My own husband (who has a doctorate from Oxford) once brilliantly leaned his violin case against one of our cars and then drove off. (We heard the BOING as it hit the pavement and came back.) I once was beavering away in my youth orchestra when a notably insensitive guy to whom I had loaned my second bow shoved it past my ear, in two pieces. I know a flute player who had her flute attached (ha) to her bicycle when it jarred itself loose and was run over by a lorry. I once excelled myself by losing my balance and falling with my ex-cello onto the conductor's podium, punching a neat little hole in its flank. While my own mother (and this has to be the worst known case) once ran over a cello of mine, my very FIRST cello, to which despite its crappy sound I was deeply attached. (She still maintains that I harried her, by phoning from school and telling her to rush my cello over, whereupon she grabbed it, positioned it cleverly against the back wheel of her car, and ran it over.)
In short, you've been let off comparatively lightly. If the bow was a decent one, you can have it 'pinned' and it will feel the same as ever, although its monetary value to anyone else will be nil. But let this be a lesson to you and your parents: insuring instruments is NOT an optional extra. The musical world is full of well-meaning, if fat, trombone players, awkward steps, and lethal lorries. Next time it may be your fiddle. So get insured now!!!!!!!!!!!!!!
I am annoyed with my conductor who won't let me play a concerto with the orchestra even though I won the competition to, just because I won it last year. This is not fair! I worked the hardest and won, so why shouldn't I?
Dear no name,
Really sorry (again!!!!!) to hear your story. It must be very irritating to be denied your win just because you won before (they should have prevented you from entering if they didn't want to give the prize to the same player twice!!!!!) However, my advice is still to cheese it. If you blow your stack at your conductor this will poison the atmosphere between you (you don't mention your position in the orchestra, but I'm assuming it's a principal one, so you could even poison the atmosphere for the whole orchestra). I think you should forget about it. You were ripped off, but it will not be for the first or last time, so don't lose what you DO have (people's respect) by throwing tantrums about it. The conductor will know, believe me, that he owes you one (next season?), and this may not be his only orchestra either. Also, the world is full of rip-offs.

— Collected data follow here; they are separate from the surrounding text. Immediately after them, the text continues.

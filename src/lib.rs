#![cfg_attr(doc, doc = include_str!("../README.md"))]

pub mod close;
pub mod connector;
pub mod error;
pub mod events;
pub mod message;
pub mod monitor;
pub mod pinging;
pub mod retry;
pub mod status;
mod supervisor;
pub mod transport;

pub use close::{CloseCode, CloseReason};
pub use connector::{Config, Connector};
pub use error::{Error, Kind};
pub use events::{ChallengeDisposition, ClientCredential, ConnectorListener, TlsChallenge};
pub use message::Message;
pub use monitor::{PathStatus, path_channel};
pub use pinging::{PingProvider, PingingConfig, PingingMode};
pub use retry::{Backoff, RetryPolicy};
pub use status::Status;
pub use transport::{ConnectTarget, Transport, TransportEvent, TransportHandle};

/// Crate-wide result type.
pub type Result<T> = std::result::Result<T, Error>;
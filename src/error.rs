//! Crate error type: a kind tag over a boxed source, inspectable via
//! [`downcast_ref`](Error::downcast_ref).

use std::backtrace::Backtrace;
use std::error::Error as StdError;
use std::fmt;

/// Coarse classification of connector failures.
#[non_exhaustive]
#[derive(Debug, Clone, Copy, PartialEq, Eq)]
pub enum Kind {
    /// `send`/`send_ping` called while the connection is not opened.
    NotOpened,
    /// The transport failed to connect or dropped the connection.
    Transport,
    /// A configuration call was rejected (e.g. reconfiguring while opened).
    Configuration,
    /// Internal error from dependencies.
    Internal,
}

/// Error produced by the connector.
#[derive(Debug)]
pub struct Error {
    kind: Kind,
    source: Option<Box<dyn StdError + Send + Sync + 'static>>,
    backtrace: Backtrace,
}

impl Error {
    /// Wrap a concrete cause under the given [`Kind`].
    pub fn with_source<S: StdError + Send + Sync + 'static>(kind: Kind, source: S) -> Self {
        Self {
            kind,
            source: Some(Box::new(source)),
            backtrace: Backtrace::capture(),
        }
    }

    /// The error classification.
    #[must_use]
    pub fn kind(&self) -> Kind {
        self.kind
    }

    /// Backtrace captured where the error was constructed.
    #[must_use]
    pub fn backtrace(&self) -> &Backtrace {
        &self.backtrace
    }

    /// The concrete cause, if one was attached.
    #[must_use]
    pub fn inner(&self) -> Option<&(dyn StdError + Send + Sync + 'static)> {
        self.source.as_deref()
    }

    /// Downcast the cause to a concrete error type.
    #[must_use]
    pub fn downcast_ref<E: StdError + 'static>(&self) -> Option<&E> {
        let e = self.source.as_deref()?;
        e.downcast_ref::<E>()
    }

    /// Shorthand for the rejection of `send` while not opened.
    #[must_use]
    pub fn not_opened() -> Self {
        NotOpened.into()
    }

    /// Shorthand for a rejected configuration call.
    pub fn configuration<S: Into<String>>(reason: S) -> Self {
        Configuration {
            reason: reason.into(),
        }
        .into()
    }
}

impl fmt::Display for Error {
    fn fmt(&self, f: &mut fmt::Formatter<'_>) -> fmt::Result {
        match &self.source {
            Some(src) => write!(f, "{:?}: {}", self.kind, src),
            None => write!(f, "{:?}", self.kind),
        }
    }
}

impl StdError for Error {
    fn source(&self) -> Option<&(dyn StdError + 'static)> {
        self.source
            .as_deref()
            .map(|e| e as &(dyn StdError + 'static))
    }
}

/// `send` was called while the status is not `Opened`.
#[non_exhaustive]
#[derive(Debug, Clone, Copy)]
pub struct NotOpened;

impl fmt::Display for NotOpened {
    fn fmt(&self, f: &mut fmt::Formatter<'_>) -> fmt::Result {
        write!(f, "connection is not opened")
    }
}

impl StdError for NotOpened {}

impl From<NotOpened> for Error {
    fn from(err: NotOpened) -> Self {
        Error::with_source(Kind::NotOpened, err)
    }
}

/// A configuration call arrived at the wrong time or with invalid input.
#[non_exhaustive]
#[derive(Debug)]
pub struct Configuration {
    /// Human-readable rejection reason.
    pub reason: String,
}

impl fmt::Display for Configuration {
    fn fmt(&self, f: &mut fmt::Formatter<'_>) -> fmt::Result {
        write!(f, "invalid configuration: {}", self.reason)
    }
}

impl StdError for Configuration {}

impl From<Configuration> for Error {
    fn from(err: Configuration) -> Self {
        Error::with_source(Kind::Configuration, err)
    }
}

/// Connection-level failure reported by a transport.
///
/// `code` and `domain` flow into [`CloseReason::Error`](crate::CloseReason)
/// when the failure drives the state machine into a close.
#[derive(Debug, Clone)]
pub struct TransportFailure {
    /// Numeric error code (OS errno, HTTP status, or 0 when unknown).
    pub code: i32,
    /// Transport-defined error domain, e.g. `io`, `protocol`, `tls`.
    pub domain: String,
    /// Human-readable description.
    pub message: String,
}

impl fmt::Display for TransportFailure {
    fn fmt(&self, f: &mut fmt::Formatter<'_>) -> fmt::Result {
        write!(
            f,
            "transport failure [{} {}]: {}",
            self.domain, self.code, self.message
        )
    }
}

impl StdError for TransportFailure {}

impl From<TransportFailure> for Error {
    fn from(err: TransportFailure) -> Self {
        Error::with_source(Kind::Transport, err)
    }
}

impl From<url::ParseError> for Error {
    fn from(e: url::ParseError) -> Self {
        Error::with_source(Kind::Configuration, e)
    }
}
//! Network reachability signal consumed by the supervisor.
//!
//! The monitor itself is an external collaborator; the connector only
//! consumes a [`watch`] channel of path transitions. Hook your platform's
//! reachability source (a netlink route watcher, a connectivity probe loop)
//! to the sender half and hand the receiver to
//! [`using_monitor`](crate::Connector::using_monitor).

use tokio::sync::watch;

/// Whether the network path can currently carry traffic.
#[derive(Debug, Clone, Copy, PartialEq, Eq, Default)]
pub enum PathStatus {
    /// The path is viable.
    #[default]
    Satisfied,
    /// The path cannot carry traffic.
    Unsatisfied,
}

/// Create a reachability channel seeded with `initial`.
///
/// The sender half belongs to the host's reachability source; duplicate
/// updates are filtered by the supervisor, so pushing the current status
/// repeatedly is harmless.
#[must_use]
pub fn path_channel(initial: PathStatus) -> (watch::Sender<PathStatus>, watch::Receiver<PathStatus>) {
    watch::channel(initial)
}
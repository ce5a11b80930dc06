//! Liveness pinging.
//!
//! Two strategies: `Standard` rides the transport's native ping/pong frames
//! and is resumed/suspended automatically by the supervisor on status
//! changes; `Provider` sends an application message and matches pongs with a
//! host-supplied predicate, with the host driving resume/suspend.

use std::fmt;
use std::sync::{Arc, Mutex, MutexGuard, PoisonError, Weak};
use std::time::Duration;

use tokio::task::JoinHandle;
use tokio::time::sleep;

use crate::close::{CloseCode, CloseReason};
use crate::message::Message;
use crate::supervisor::Inner;

const DEFAULT_PINGING_TIMEOUT: Duration = Duration::from_secs(15);
const DEFAULT_PINGING_INTERVAL: Duration = Duration::from_secs(5);

/// Application-level ping strategy for servers that do not speak protocol
/// ping/pong.
pub trait PingProvider: Send + Sync + 'static {
    /// Build the message sent as a ping.
    fn build_ping(&self) -> Message;

    /// Decide whether an incoming message answers the outstanding ping.
    fn check_pong(&self, message: &Message) -> bool;
}

/// Which ping strategy to run.
#[non_exhaustive]
#[derive(Clone)]
pub enum PingingMode {
    /// Protocol-level ping frames; lifecycle driven by the supervisor.
    Standard,
    /// Application messages from the given provider; lifecycle driven by the
    /// host via `resume_pinging`/`suspend_pinging`.
    Provider(Arc<dyn PingProvider>),
}

impl PingingMode {
    pub(crate) fn is_standard(&self) -> bool {
        matches!(self, PingingMode::Standard)
    }
}

impl fmt::Debug for PingingMode {
    fn fmt(&self, f: &mut fmt::Formatter<'_>) -> fmt::Result {
        match self {
            PingingMode::Standard => f.write_str("Standard"),
            PingingMode::Provider(_) => f.write_str("Provider(..)"),
        }
    }
}

/// Configuration of the liveness subsystem.
#[non_exhaustive]
#[derive(Debug, Clone)]
pub struct PingingConfig {
    /// Ping strategy.
    pub mode: PingingMode,
    /// Maximum time to wait for a pong before declaring the connection dead.
    pub timeout: Duration,
    /// Idle gap between a healthy pong and the next ping.
    pub interval: Duration,
}

impl Default for PingingConfig {
    fn default() -> Self {
        Self {
            mode: PingingMode::Standard,
            timeout: DEFAULT_PINGING_TIMEOUT,
            interval: DEFAULT_PINGING_INTERVAL,
        }
    }
}

impl PingingConfig {
    /// Protocol-ping configuration.
    #[must_use]
    pub fn standard(timeout: Duration, interval: Duration) -> Self {
        Self {
            mode: PingingMode::Standard,
            timeout,
            interval,
        }
    }

    /// Message-ping configuration with the given provider.
    #[must_use]
    pub fn provider(
        provider: impl PingProvider,
        timeout: Duration,
        interval: Duration,
    ) -> Self {
        Self {
            mode: PingingMode::Provider(Arc::new(provider)),
            timeout,
            interval,
        }
    }
}

struct PingerState {
    config: Option<PingingConfig>,
    pong_received: bool,
    cycle: Option<JoinHandle<()>>,
}

/// Drives ping cycles against the supervisor that owns it.
///
/// Holds only a weak back-reference; once the supervisor is gone every
/// operation degrades to a no-op and the running cycle winds down.
pub(crate) struct Pinger {
    owner: Weak<Inner>,
    state: Mutex<PingerState>,
}

impl Pinger {
    pub(crate) fn new(owner: Weak<Inner>) -> Self {
        Self {
            owner,
            state: Mutex::new(PingerState {
                config: None,
                pong_received: false,
                cycle: None,
            }),
        }
    }

    fn state(&self) -> MutexGuard<'_, PingerState> {
        self.state.lock().unwrap_or_else(PoisonError::into_inner)
    }

    pub(crate) fn configure(&self, config: Option<PingingConfig>) {
        self.suspend();
        self.state().config = config;
    }

    pub(crate) fn is_standard(&self) -> bool {
        self.state()
            .config
            .as_ref()
            .is_some_and(|config| config.mode.is_standard())
    }

    /// Start a cycle unless one is already active or no pinging is configured.
    pub(crate) fn resume(&self) {
        let mut state = self.state();
        if state.cycle.as_ref().is_some_and(|task| !task.is_finished()) {
            return;
        }
        let Some(config) = state.config.clone() else {
            return;
        };
        state.pong_received = false;
        state.cycle = Some(tokio::spawn(run_cycles(self.owner.clone(), config)));
    }

    /// Cancel any pending cycle step. Idempotent.
    pub(crate) fn suspend(&self) {
        if let Some(task) = self.state().cycle.take() {
            task.abort();
        }
    }

    pub(crate) fn resume_if_standard(&self) {
        if self.is_standard() {
            self.resume();
        }
    }

    pub(crate) fn suspend_if_standard(&self) {
        if self.is_standard() {
            self.suspend();
        }
    }

    /// Consider an incoming message as a pong answer.
    pub(crate) fn offer(&self, message: &Message) {
        let Some(config) = self.state().config.clone() else {
            return;
        };
        // The provider predicate runs outside the pinger critical section.
        let answered = match &config.mode {
            PingingMode::Standard => matches!(message, Message::Pong),
            PingingMode::Provider(provider) => provider.check_pong(message),
        };
        if answered {
            self.state().pong_received = true;
        }
    }

    fn reset_pong(&self) {
        self.state().pong_received = false;
    }

    fn pong_received(&self) -> bool {
        self.state().pong_received
    }
}

async fn run_cycles(owner: Weak<Inner>, config: PingingConfig) {
    loop {
        {
            let Some(inner) = owner.upgrade() else {
                return;
            };
            inner.pinger().reset_pong();
            if !inner.emit_ping(&config.mode) {
                return;
            }
        }

        sleep(config.timeout).await;

        let Some(inner) = owner.upgrade() else {
            return;
        };
        if !inner.pinger().pong_received() {
            #[cfg(feature = "tracing")]
            tracing::warn!(timeout = ?config.timeout, "no pong within timeout, closing");
            inner.close_with(CloseCode::Invalid, Some(CloseReason::Pinging));
            return;
        }
        drop(inner);

        sleep(config.interval).await;
    }
}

I once won a competition to play a concerto with the DC Youth Orchestra in Kennedy Center (where I was principal). However, the second-place winner (a black guy who played double-bass) was given that slot instead, and I only got to play a movement in a lesser concert. (This is because of race relations in Washington DC at the time; something I knew nothing about, and cared still less.) I made my feelings completely clear to the conductor, who was upset, and our relationship was never the same again, even though he wound up marrying a friend of mine. I still blame the conductor for not managing the situation better, but I also blame myself, for not being more philosophical. (But I bet I'm decades older than you are.)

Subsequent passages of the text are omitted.